Wilson didn’t like to discuss the deaths much, but her family knew they were still weighing heavily on her. The morning of her death, she called an aunt from the parking lot of a church she had been attending — she had arrived too early for Bible study and had some free time and wanted to catch up. After worshiping, Wilson decided to go to nearby Fairlane Mall.

Police have released little information about what transpired at the mall. Vince Colella , an attorney for the Wilson family, says that he thinks Wilson got into an argument with a sunglasses vendor, and was escorted out of the mall by security.

“That’s where it gets murky,” Colella said.

Wilson walked to her car and drove out of the parking lot and onto a service road. There, Dearborn police officers initiated a traffic stop. Police have alleged that Wilson drove at police as they approached her vehicle, prompting them to open fire. Wilson’s family questions that account.

Colella said the family has yet to be provided with dash camera footage, which they believe will show the entirety of the shooting.

“An officer shot her through her front windshield and side window, killing her,” Colella said. “This family wants justice. The officer was not in danger. She was unarmed at the time, and she did not commit any crime.”

Wilson is an outlier among the black women shot and killed by police this year in that she was unarmed. In seven of the other eight cases, the woman killed was armed, and in most of them, she was distraught. (The other unarmed black woman killed this year was Jessica Williams, who was shot and killed in San Francisco.)

The most clearly-captured shooting is that of Laronda Sweatt, 40, who was shot and killed in April as she approached an officer with an ax.

Police said they were serving Sweatt with eviction papers when she injured one deputy and then charged at a responding officer with an ax. Video of the shooting  released the day after the shooting shows a Gallatin police officer telling Sweatt to stop approaching, and backing up before he shot and killed the woman.

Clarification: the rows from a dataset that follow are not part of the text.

//! libp2p host: TCP + noise + yamux, gossipsub on the indexer ingest topic.
//!
//! The swarm is owned by a single task. Everything else talks to it through
//! [`HostHandle`], which sends [`HostCommand`]s over an mpsc channel. The
//! indexer is pinned as an explicit gossipsub peer, dialled on startup and
//! redialled whenever the connection is lost.

use std::time::Duration;

use anyhow::{anyhow, Context, Result};
use ar_announce::{string_to_priv_key, AnnounceError};
use async_trait::async_trait;
use futures_util::StreamExt;
use libp2p::gossipsub::{self, IdentTopic, MessageAuthenticity, PublishError, ValidationMode};
use libp2p::identity::Keypair;
use libp2p::multiaddr::Protocol;
use libp2p::swarm::{NetworkBehaviour, SwarmEvent};
use libp2p::{noise, tcp, yamux, Multiaddr, PeerId, Swarm, SwarmBuilder};
use tokio::sync::{mpsc, oneshot};
use tokio::task::JoinHandle;
use tokio_util::sync::CancellationToken;
use tracing::{debug, info, warn};

use crate::engine::AnnounceSink;

const COMMAND_BUFFER: usize = 64;
const REDIAL_INTERVAL: Duration = Duration::from_secs(30);

// ---------------------------------------------------------------------------
// Behaviour / config
// ---------------------------------------------------------------------------

#[derive(NetworkBehaviour)]
pub struct ProviderBehaviour {
    pub gossipsub: gossipsub::Behaviour,
}

#[derive(Debug, Clone)]
pub struct HostConfig {
    pub topic: String,
    /// Full indexer address, ending in `/p2p/<peer id>`.
    pub indexer: Multiaddr,
    pub listen: Vec<Multiaddr>,
    pub idle_connection_timeout: Duration,
}

/// Decode the host key from its base64 protobuf form, if one was configured.
pub fn load_identity(encoded: Option<&str>) -> Result<Option<Keypair>> {
    match encoded {
        None => Ok(None),
        Some(s) => {
            let kp = string_to_priv_key(s).context("provider identity key")?;
            Ok(Some(kp))
        }
    }
}

fn indexer_peer_id(addr: &Multiaddr) -> Result<PeerId> {
    match addr.iter().last() {
        Some(Protocol::P2p(id)) => Ok(id),
        _ => Err(anyhow!("indexer multiaddr '{addr}' must end in /p2p/<peer id>")),
    }
}

fn build_swarm(keypair: Keypair, idle_timeout: Duration) -> Result<Swarm<ProviderBehaviour>> {
    let swarm = SwarmBuilder::with_existing_identity(keypair)
        .with_tokio()
        .with_tcp(tcp::Config::default(), noise::Config::new, yamux::Config::default)?
        .with_behaviour(|key| {
            let config = gossipsub::ConfigBuilder::default()
                .heartbeat_interval(Duration::from_secs(1))
                .validation_mode(ValidationMode::Strict)
                .flood_publish(true)
                .build()
                .map_err(|e| std::io::Error::new(std::io::ErrorKind::Other, format!("{e:?}")))?;
            let gossipsub =
                gossipsub::Behaviour::new(MessageAuthenticity::Signed(key.clone()), config)?;
            Ok(ProviderBehaviour { gossipsub })
        })?
        .with_swarm_config(|c| c.with_idle_connection_timeout(idle_timeout))
        .build();
    Ok(swarm)
}

// ---------------------------------------------------------------------------
// Handle
// ---------------------------------------------------------------------------

pub enum HostCommand {
    Publish {
        data: Vec<u8>,
        reply: oneshot::Sender<Result<(), String>>,
    },
}

#[derive(Clone)]
pub struct HostHandle {
    peer_id: PeerId,
    cmd_tx: mpsc::Sender<HostCommand>,
}

impl HostHandle {
    pub fn peer_id(&self) -> PeerId {
        self.peer_id
    }
}

#[async_trait]
impl AnnounceSink for HostHandle {
    async fn announce(&self, payload: Vec<u8>) -> Result<(), AnnounceError> {
        let (reply, rx) = oneshot::channel();
        self.cmd_tx
            .send(HostCommand::Publish { data: payload, reply })
            .await
            .map_err(|_| AnnounceError::protocol("host stopped"))?;
        rx.await
            .map_err(|_| AnnounceError::protocol("host stopped"))?
            .map_err(AnnounceError::Protocol)
    }
}

// ---------------------------------------------------------------------------
// Startup + event loop
// ---------------------------------------------------------------------------

/// Build the swarm, join the topic, dial the indexer and spawn the event loop.
///
/// Without a configured key the host runs under a fresh ephemeral identity.
pub fn spawn_host(
    keypair: Option<Keypair>,
    config: HostConfig,
    cancel: CancellationToken,
) -> Result<(HostHandle, Keypair, JoinHandle<()>)> {
    let keypair = match keypair {
        Some(kp) => kp,
        None => {
            warn!("no provider identity key configured, using an ephemeral identity");
            Keypair::generate_ed25519()
        }
    };
    let indexer_id = indexer_peer_id(&config.indexer)?;

    let mut swarm = build_swarm(keypair.clone(), config.idle_connection_timeout)
        .context("failed to build libp2p swarm")?;
    let peer_id = *swarm.local_peer_id();

    let topic = IdentTopic::new(&config.topic);
    swarm
        .behaviour_mut()
        .gossipsub
        .subscribe(&topic)
        .map_err(|e| anyhow!("failed to join topic {}: {e:?}", config.topic))?;
    swarm.behaviour_mut().gossipsub.add_explicit_peer(&indexer_id);

    for addr in &config.listen {
        swarm
            .listen_on(addr.clone())
            .with_context(|| format!("failed to listen on {addr}"))?;
    }
    if let Err(e) = swarm.dial(config.indexer.clone()) {
        warn!(indexer = %config.indexer, error = %e, "initial indexer dial failed, will retry");
    }
    info!(peer_id = %peer_id, topic = %config.topic, indexer = %config.indexer, "libp2p host started");

    let (cmd_tx, cmd_rx) = mpsc::channel(COMMAND_BUFFER);
    let handle = HostHandle {
        peer_id,
        cmd_tx,
    };
    let join = tokio::spawn(run_host_loop(swarm, topic, config.indexer, indexer_id, cmd_rx, cancel));
    Ok((handle, keypair, join))
}

async fn run_host_loop(
    mut swarm: Swarm<ProviderBehaviour>,
    topic: IdentTopic,
    indexer: Multiaddr,
    indexer_id: PeerId,
    mut cmd_rx: mpsc::Receiver<HostCommand>,
    cancel: CancellationToken,
) {
    let mut redial =
        tokio::time::interval_at(tokio::time::Instant::now() + REDIAL_INTERVAL, REDIAL_INTERVAL);
    redial.set_missed_tick_behavior(tokio::time::MissedTickBehavior::Skip);

    loop {
        tokio::select! {
            _ = cancel.cancelled() => break,
            _ = redial.tick() => {
                if !swarm.is_connected(&indexer_id) {
                    if let Err(e) = swarm.dial(indexer.clone()) {
                        debug!(error = %e, "indexer redial failed");
                    }
                }
            }
            cmd = cmd_rx.recv() => match cmd {
                Some(cmd) => handle_command(&mut swarm, &topic, cmd),
                None => break,
            },
            event = swarm.select_next_some() => handle_event(event, indexer_id),
        }
    }
    info!("libp2p host stopped");
}

fn handle_command(swarm: &mut Swarm<ProviderBehaviour>, topic: &IdentTopic, cmd: HostCommand) {
    match cmd {
        HostCommand::Publish { data, reply } => {
            let res = match swarm.behaviour_mut().gossipsub.publish(topic.clone(), data) {
                Ok(id) => {
                    debug!(message_id = %id, "announce gossiped");
                    Ok(())
                }
                // Not connected yet: the head is still recorded and the
                // indexer picks it up from the next announce.
                Err(PublishError::InsufficientPeers) => {
                    warn!("no gossip peers for announce, indexer not connected");
                    Ok(())
                }
                Err(e) => Err(format!("gossip publish failed: {e}")),
            };
            let _ = reply.send(res);
        }
    }
}

fn handle_event(event: SwarmEvent<ProviderBehaviourEvent>, indexer_id: PeerId) {
    match event {
        SwarmEvent::NewListenAddr { address, .. } => {
            info!(address = %address, "libp2p listening");
        }
        SwarmEvent::ConnectionEstablished { peer_id, endpoint, .. } => {
            if peer_id == indexer_id {
                info!(remote = %endpoint.get_remote_address(), "connected to indexer");
            } else {
                debug!(peer_id = %peer_id, "peer connected");
            }
        }
        SwarmEvent::ConnectionClosed { peer_id, cause, .. } => {
            if peer_id == indexer_id {
                warn!(cause = ?cause, "indexer connection closed");
            } else {
                debug!(peer_id = %peer_id, "peer disconnected");
            }
        }
        SwarmEvent::OutgoingConnectionError { peer_id, error, .. } => {
            debug!(peer_id = ?peer_id, error = %error, "outgoing connection failed");
        }
        SwarmEvent::Behaviour(ProviderBehaviourEvent::Gossipsub(gossipsub::Event::Subscribed {
            peer_id,
            topic,
        })) => {
            debug!(peer_id = %peer_id, topic = %topic, "peer joined topic");
        }
        _ => {}
    }
}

“She was not a person who was out there to attack police officers,” Sweatt’s daughter Alainna told the Tennessean  after the video was released. “She was provoked.”

In another April incident, which appears to have been a “suicide by cop,” Kisha Arrone, 35, was shot and killed by officers in Dayton, Ohio. Officers were responding to a call from Arrone’s partner, in which the woman claimed Arrone had held a gun to her head. Witnesses told police that Arrone and her partner had gotten into a violent confrontation, during which Arrone threatened to kill herself and fired her weapon.

When police arrived, Arrone fled in a blue and silver pickup, but the truck eventually stopped after officers deployed spike strips. Initially she sat in the truck with the gun to her head, but then she exited the vehicle with the gun in her hand.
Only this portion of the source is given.